Humans of Harker: Canter and convince

Carol Wininger applies lessons from horseback riding and debate to life


Shareen Chahal

“With debate, it’s impossible to work by yourself. You have a partner, so you’re forced to work with them. The only way for you to enjoy and get the most out of the activity is to work on your own skills, work on your team skills and understand that when things get rough, it’s okay to be vulnerable, trust your team and fall back on them,” Carol Wininger (12) said.

Alongside her fellow debaters, Carol Wininger (12) gathers around a computer in the middle of a conference room. As announcers on the other side of the screen read out names, the team waits in anticipation to find out who will progress to the national tournament as finalists. A moment of silence permeates the room before applause for Carol’s team erupts amongst the debaters. She turns to her partner in excitement at their success: they had worked for years to make this dream a reality.

Carol first tried her hand at debate and public speaking in fifth grade, when she still lived in China with her family. Through joining debate, she hoped to work on her public speaking skills while trying out something new. After she moved to California, debate served as an anchoring activity between the two locations, providing a sense of familiarity in an area new to her.

After settling in at Harker and finding her place on the debate team, Carol faced a new challenge: transitioning from the junior varsity level to the varsity level.

“After two years of debate, you have to start going to varsity tournaments,” Carol said. “I was so used to doing well at junior varsity that I felt like I plateaued after. It took a little bit of a push and some faith to put two more years of practice in, and then it started taking off.”

Through her debate journey, Carol grew to recognize the importance of teamwork. Prior to joining debate, she had preferred working independently in academic settings. However, years of debating with a team instilled in Carol the importance of relying on teammates for success.

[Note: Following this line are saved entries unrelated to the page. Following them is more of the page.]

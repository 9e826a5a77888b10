use dashmap::DashMap;
use std::sync::Arc;
use std::time::Duration;
use tokio::sync::Mutex;
use tokio::task::JoinHandle;
use tracing::{debug, info};

use crate::models::chat::SessionId;
use super::types::ConversationState;

/// A session's state behind its own lock, so one submission runs at a time.
pub type SharedConversation = Arc<Mutex<ConversationState>>;

/// Thread-safe in-memory session store.
/// Uses DashMap so independent sessions never contend on one lock.
#[derive(Clone)]
pub struct SessionStore {
    /// Session storage: session_id -> conversation
    storage: Arc<DashMap<SessionId, SharedConversation>>,

    idle_timeout: Duration,
}

impl SessionStore {
    pub fn new(idle_timeout: Duration) -> Self {
        info!(
            "Initializing session store (idle timeout {}s)",
            idle_timeout.as_secs()
        );
        Self {
            storage: Arc::new(DashMap::new()),
            idle_timeout,
        }
    }

    /// Get a live session.
    /// Returns None if not found or idle for longer than the timeout.
    pub fn get(&self, session_id: SessionId) -> Option<SharedConversation> {
        let conversation = self.storage.get(&session_id).map(|entry| entry.value().clone())?;

        // A session whose lock is held is in use, hence never idle.
        let expired = conversation
            .try_lock()
            .map(|state| state.is_idle(self.idle_timeout))
            .unwrap_or(false);

        if expired {
            self.storage.remove(&session_id);
            debug!("Session {} expired, removed from store", session_id);
            return None;
        }

        Some(conversation)
    }

    pub fn get_or_create(&self, session_id: SessionId) -> SharedConversation {
        if let Some(conversation) = self.get(session_id) {
            return conversation;
        }

        self.storage
            .entry(session_id)
            .or_insert_with(|| {
                info!("Creating session {}", session_id);
                Arc::new(Mutex::new(ConversationState::new(session_id)))
            })
            .value()
            .clone()
    }

    pub fn remove(&self, session_id: SessionId) -> Option<SharedConversation> {
        self.storage.remove(&session_id).map(|(_, conversation)| conversation)
    }

    /// Get number of sessions held
    pub fn len(&self) -> usize {
        self.storage.len()
    }

    pub fn is_empty(&self) -> bool {
        self.storage.is_empty()
    }

    /// Drop idle sessions. Returns number of sessions removed.
    pub fn cleanup_expired(&self) -> usize {
        let start_len = self.storage.len();
        let idle_timeout = self.idle_timeout;
        self.storage.retain(|_, conversation| {
            conversation
                .try_lock()
                .map(|state| !state.is_idle(idle_timeout))
                .unwrap_or(true)
        });
        let count = start_len.saturating_sub(self.storage.len());

        if count > 0 {
            info!("Cleaned up {} expired sessions", count);
        }

        count
    }

    /// Sweep idle sessions every `interval` until the runtime shuts down.
    pub fn spawn_cleanup_task(&self, interval: Duration) -> JoinHandle<()> {
        let store = self.clone();
        tokio::spawn(async move {
            let mut ticker = tokio::time::interval(interval);
            // First tick completes immediately.
            ticker.tick().await;
            loop {
                ticker.tick().await;
                let removed = store.cleanup_expired();
                debug!(
                    "Session sweep: removed={}, active={}",
                    removed,
                    store.len()
                );
            }
        })
    }
}
use chrono::{DateTime, Utc};
use serde::{Deserialize, Serialize};
use uuid::Uuid;

pub type SessionId = Uuid;

// ===== CONVERSATION =====

#[derive(Debug, Clone, Copy, PartialEq, Eq, Serialize, Deserialize)]
#[serde(rename_all = "lowercase")]
pub enum Role {
    User,
    Assistant,
}

impl Role {
    pub fn as_str(&self) -> &'static str {
        match self {
            Role::User => "user",
            Role::Assistant => "assistant",
        }
    }
}

/// One message of a session, tagged with who wrote it.
#[derive(Debug, Clone, PartialEq, Serialize, Deserialize)]
pub struct ConversationTurn {
    pub role: Role,
    pub content: String,
    pub created_at: DateTime<Utc>,
}

impl ConversationTurn {
    pub fn user(content: impl Into<String>) -> Self {
        Self::new(Role::User, content)
    }

    pub fn assistant(content: impl Into<String>) -> Self {
        Self::new(Role::Assistant, content)
    }

    fn new(role: Role, content: impl Into<String>) -> Self {
        Self {
            role,
            content: content.into(),
            created_at: Utc::now(),
        }
    }
}

/// Text body of a document returned by the vector store.
#[derive(Debug, Clone, PartialEq, Eq)]
pub struct RetrievedDocument {
    pub content: String,
}

impl RetrievedDocument {
    pub fn new(content: impl Into<String>) -> Self {
        Self {
            content: content.into(),
        }
    }
}

/// Message in the chat-completion wire format.
#[derive(Debug, Clone, PartialEq, Serialize, Deserialize)]
pub struct ChatMessage {
    pub role: String,
    pub content: String,
}

impl ChatMessage {
    pub fn system(content: impl Into<String>) -> Self {
        Self {
            role: "system".to_string(),
            content: content.into(),
        }
    }

    pub fn user(content: impl Into<String>) -> Self {
        Self {
            role: "user".to_string(),
            content: content.into(),
        }
    }
}

// ===== REQUEST MODELS =====

#[derive(Debug, Deserialize)]
pub struct ChatRequest {
    #[serde(default)]
    pub session_id: Option<SessionId>,
    pub message: String,
}

/// Form posted by the chat page.
#[derive(Debug, Deserialize)]
pub struct QueryForm {
    #[serde(default)]
    pub query: String,
}

// ===== RESPONSE MODELS =====

#[derive(Debug, Serialize, Deserialize)]
pub struct ChatResponse {
    pub session_id: SessionId,
    pub answer: String,
    pub failed: bool,
    pub turns: Vec<ConversationTurn>,
}

#[derive(Debug, Serialize, Deserialize)]
pub struct ConversationResponse {
    pub session_id: SessionId,
    pub turns: Vec<ConversationTurn>,
}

“With debate, it’s impossible to work by yourself,” Carol said. “You have a partner, so you’re forced to work with them. The only way for you to enjoy and get the most out of the activity is to work on your own skills, work on your team skills and understand that when things get rough, it’s okay to be vulnerable, trust your team and fall back on them.”

As she developed her public speaking skills, Carol received invaluable support from older students and mentors. She navigated tough situations with their guidance, and once she became the varsity debate team’s co-captain, she strived to provide younger debaters with the same level of support. Upper school debate coach Greg Achten has watched Carol grow as a debater since she was in middle school, and commended her leadership skills and support of the younger generation of debaters.

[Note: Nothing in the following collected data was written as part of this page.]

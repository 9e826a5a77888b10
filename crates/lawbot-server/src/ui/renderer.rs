use anyhow::{Context, Result};
use handlebars::Handlebars;
use serde::Serialize;

use crate::config::UiConfig;
use crate::models::chat::{ConversationTurn, Role};

const INDEX_TEMPLATE_NAME: &str = "index";
const INDEX_TEMPLATE: &str = include_str!("../../templates/index.hbs");

#[derive(Serialize)]
struct PageView<'a> {
    page: &'a UiConfig,
    turns: Vec<TurnView<'a>>,
}

#[derive(Serialize)]
struct TurnView<'a> {
    role: &'static str,
    avatar: &'static str,
    content: &'a str,
}

impl<'a> From<&'a ConversationTurn> for TurnView<'a> {
    fn from(turn: &'a ConversationTurn) -> Self {
        let avatar = match turn.role {
            Role::User => "🧑",
            Role::Assistant => "🤖",
        };
        Self {
            role: turn.role.as_str(),
            avatar,
            content: &turn.content,
        }
    }
}

/// Renders the chat page. Output depends only on the page texts and the turns.
pub struct PageRenderer {
    registry: Handlebars<'static>,
    page: UiConfig,
}

impl PageRenderer {
    pub fn new(page: UiConfig) -> Result<Self> {
        let mut registry = Handlebars::new();
        registry
            .register_template_string(INDEX_TEMPLATE_NAME, INDEX_TEMPLATE)
            .context("Invalid chat page template")?;

        Ok(Self { registry, page })
    }

    pub fn render(&self, turns: &[ConversationTurn]) -> Result<String> {
        let view = PageView {
            page: &self.page,
            turns: turns.iter().map(TurnView::from).collect(),
        };

        self.registry
            .render(INDEX_TEMPLATE_NAME, &view)
            .context("Failed to render chat page")
    }
}

#[cfg(test)]
mod tests {
    use super::*;

    fn renderer() -> PageRenderer {
        PageRenderer::new(UiConfig::default()).unwrap()
    }

    #[test]
    fn test_empty_page_has_input_and_texts() {
        let html = renderer().render(&[]).unwrap();

        assert!(html.contains(r#"name="query""#));
        assert!(html.contains("상담 내용을 작성하세요.예. 근로계약서는 어떻게 써야하나요?"));
        assert!(html.contains("무엇을 도와드릴까요?"));
        assert!(html.contains("Lawbot이 응답을 생성하는 중입니다...🤖"));
        assert!(!html.contains(r#"class="message "#));
    }

    #[test]
    fn test_turns_rendered_in_order_with_roles() {
        let turns = vec![
            ConversationTurn::user("첫 번째 질문"),
            ConversationTurn::assistant("첫 번째 답변"),
            ConversationTurn::user("두 번째 질문"),
        ];
        let html = renderer().render(&turns).unwrap();

        let first = html.find("첫 번째 질문").unwrap();
        let answer = html.find("첫 번째 답변").unwrap();
        let second = html.find("두 번째 질문").unwrap();
        assert!(first < answer && answer < second);
        assert_eq!(html.matches(r#"class="message user""#).count(), 2);
        assert_eq!(html.matches(r#"class="message assistant""#).count(), 1);
    }

    #[test]
    fn test_rerender_is_identical() {
        let renderer = renderer();
        let turns = vec![
            ConversationTurn::user("질문"),
            ConversationTurn::assistant("답변"),
        ];

        assert_eq!(renderer.render(&turns).unwrap(), renderer.render(&turns).unwrap());
    }

    #[test]
    fn test_content_is_escaped() {
        let turns = vec![ConversationTurn::assistant("<script>alert(1)</script>")];
        let html = renderer().render(&turns).unwrap();

        assert!(!html.contains("<script>alert(1)</script>"));
        assert!(html.contains("&lt;script&gt;"));
    }
}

“She’s a really talented competitor, but she’s also just a great team leader,” Achten said. “If I’m worried about interactions between students in a particular situation, I can always trust that Carol will help those students navigate them. She’s done really great work with the younger students on the team and has just been a fantastic team captain and leader.”

Sasha Masson (11) first met Carol at a debate tournament last year and has since come to know Carol on a personal level. Through their interactions, Sasha has experienced firsthand the support that Carol brings to the debate team. 

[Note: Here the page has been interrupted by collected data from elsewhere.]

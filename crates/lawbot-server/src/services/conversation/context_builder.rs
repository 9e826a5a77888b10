use tracing::debug;

use crate::models::chat::RetrievedDocument;
use crate::utils::truncate_chars;

use super::types::AssembledContext;

/// Stands in for the retrieved text when the store returned nothing.
pub const NO_CONTEXT_FOUND: &str = "관련 정보를 찾을 수 없습니다.";

pub const DEFAULT_MAX_DOCUMENT_CHARS: usize = 1600;

/// Turns a summary and retrieved documents into the bounded context string.
#[derive(Debug, Clone)]
pub struct ContextBuilder {
    max_document_chars: usize,
}

impl ContextBuilder {
    pub fn new(max_document_chars: usize) -> Self {
        Self { max_document_chars }
    }

    pub fn max_document_chars(&self) -> usize {
        self.max_document_chars
    }

    /// Truncated documents joined by newlines, or the sentinel when empty.
    pub fn retrieved_text(&self, documents: &[RetrievedDocument]) -> String {
        if documents.is_empty() {
            debug!("No documents retrieved, using sentinel context");
            return NO_CONTEXT_FOUND.to_string();
        }

        documents
            .iter()
            .map(|doc| truncate_chars(&doc.content, self.max_document_chars))
            .collect::<Vec<_>>()
            .join("\n")
    }

    pub fn components(&self, summary: &str, documents: &[RetrievedDocument]) -> AssembledContext {
        AssembledContext {
            summary: summary.to_string(),
            retrieved_text: self.retrieved_text(documents),
        }
    }

    pub fn assemble(&self, summary: &str, documents: &[RetrievedDocument]) -> String {
        self.components(summary, documents).build()
    }
}

impl Default for ContextBuilder {
    fn default() -> Self {
        Self::new(DEFAULT_MAX_DOCUMENT_CHARS)
    }
}

#[cfg(test)]
mod tests {
    use super::*;

    fn doc_of(ch: char, len: usize) -> RetrievedDocument {
        RetrievedDocument::new(std::iter::repeat(ch).take(len).collect::<String>())
    }

    #[test]
    fn test_empty_documents_use_sentinel() {
        let builder = ContextBuilder::default();
        let context = builder.assemble("", &[]);

        assert!(context.contains(NO_CONTEXT_FOUND));
        assert!(context.ends_with(&format!("검색된 컨텍스트:\n{}", NO_CONTEXT_FOUND)));
    }

    #[test]
    fn test_long_document_is_truncated() {
        let builder = ContextBuilder::default();
        let components = builder.components("", &[doc_of('가', 2000)]);

        assert_eq!(components.retrieved_text.chars().count(), 1600);
    }

    #[test]
    fn test_first_turn_round_trip() {
        let builder = ContextBuilder::default();
        let documents = vec![doc_of('a', 2000), doc_of('b', 500)];

        let components = builder.components("", &documents);
        let expected = format!("{}\n{}", "a".repeat(1600), "b".repeat(500));
        assert_eq!(components.retrieved_text, expected);
        assert_eq!(components.summary, "");

        let context = builder.assemble("", &documents);
        assert_eq!(context, format!("기존 대화 요약:\n\n\n검색된 컨텍스트:\n{}", expected));
    }

    #[test]
    fn test_summary_precedes_documents() {
        let builder = ContextBuilder::new(10);
        let context = builder.assemble("기존 대화 요약: 해고 문의", &[RetrievedDocument::new("근로기준법 제23조")]);

        let summary_at = context.find("해고 문의").unwrap();
        let doc_at = context.find("근로기준법").unwrap();
        assert!(summary_at < doc_at);
    }

    #[test]
    fn test_assemble_is_deterministic() {
        let builder = ContextBuilder::default();
        let documents = vec![doc_of('x', 3)];
        assert_eq!(builder.assemble("s", &documents), builder.assemble("s", &documents));
    }
}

“Carol is able to help so many people that I don’t think even she realizes it,” Sasha said. “Just by being there for people and listening to them, Carol has helped a lot of people on the debate team. She takes the time to listen to every freshman, to have a conversation with them and to reassure them before they go into a debate round, and that’s an admirable quality that I hope to have one day.”

Outside of debate, Carol continues to expand her worldview and relationships with others through horseback riding. She found her love for the sport when she successfully completed her first jump on a horse, feeling a rush of adrenaline and a sense of accomplishment.

“It felt like all the work I’d put in for many years came to fruition because there’s so much balance and unspoken communication you have to have with an animal that has total control over the situation,” Carol said. “That first jump was emotional for me. I realized that the only way to be successful and enjoy it is to find this balance of maintaining and letting go of control.”

Since then, Carol has undergone rigorous training to develop the mental and physical skills required for successful horseback riding.

Carol’s persistence and determination in horseback riding also extend beyond the arena. Close friend Athena Wu (12), who first met Carol in sixth grade, recognized her unyielding perseverance in every situation.

“She’s really determined,” Athena said. “She always does the right thing, even if it’s the harder thing to do, and she will not give up. If she wants to accomplish something, she will definitely go and do it.”

Over the years, Carol has carried lessons she has gathered from horseback riding into her everyday life. The balance of maintaining control and letting go while horseback riding influences how she approaches relationships, allowing her to navigate personal interactions with a greater sense of ease.

“A large part of horseback riding isn’t verbal communication — it’s through the way your hands are placed or where your weight is,” Carol said. “That’s helped me really connect with people better, because I realize how just being there or even your energy around someone matters so much. Now, I try to bring positive energy into spaces because I’ve realized that it has a big effect on other people.”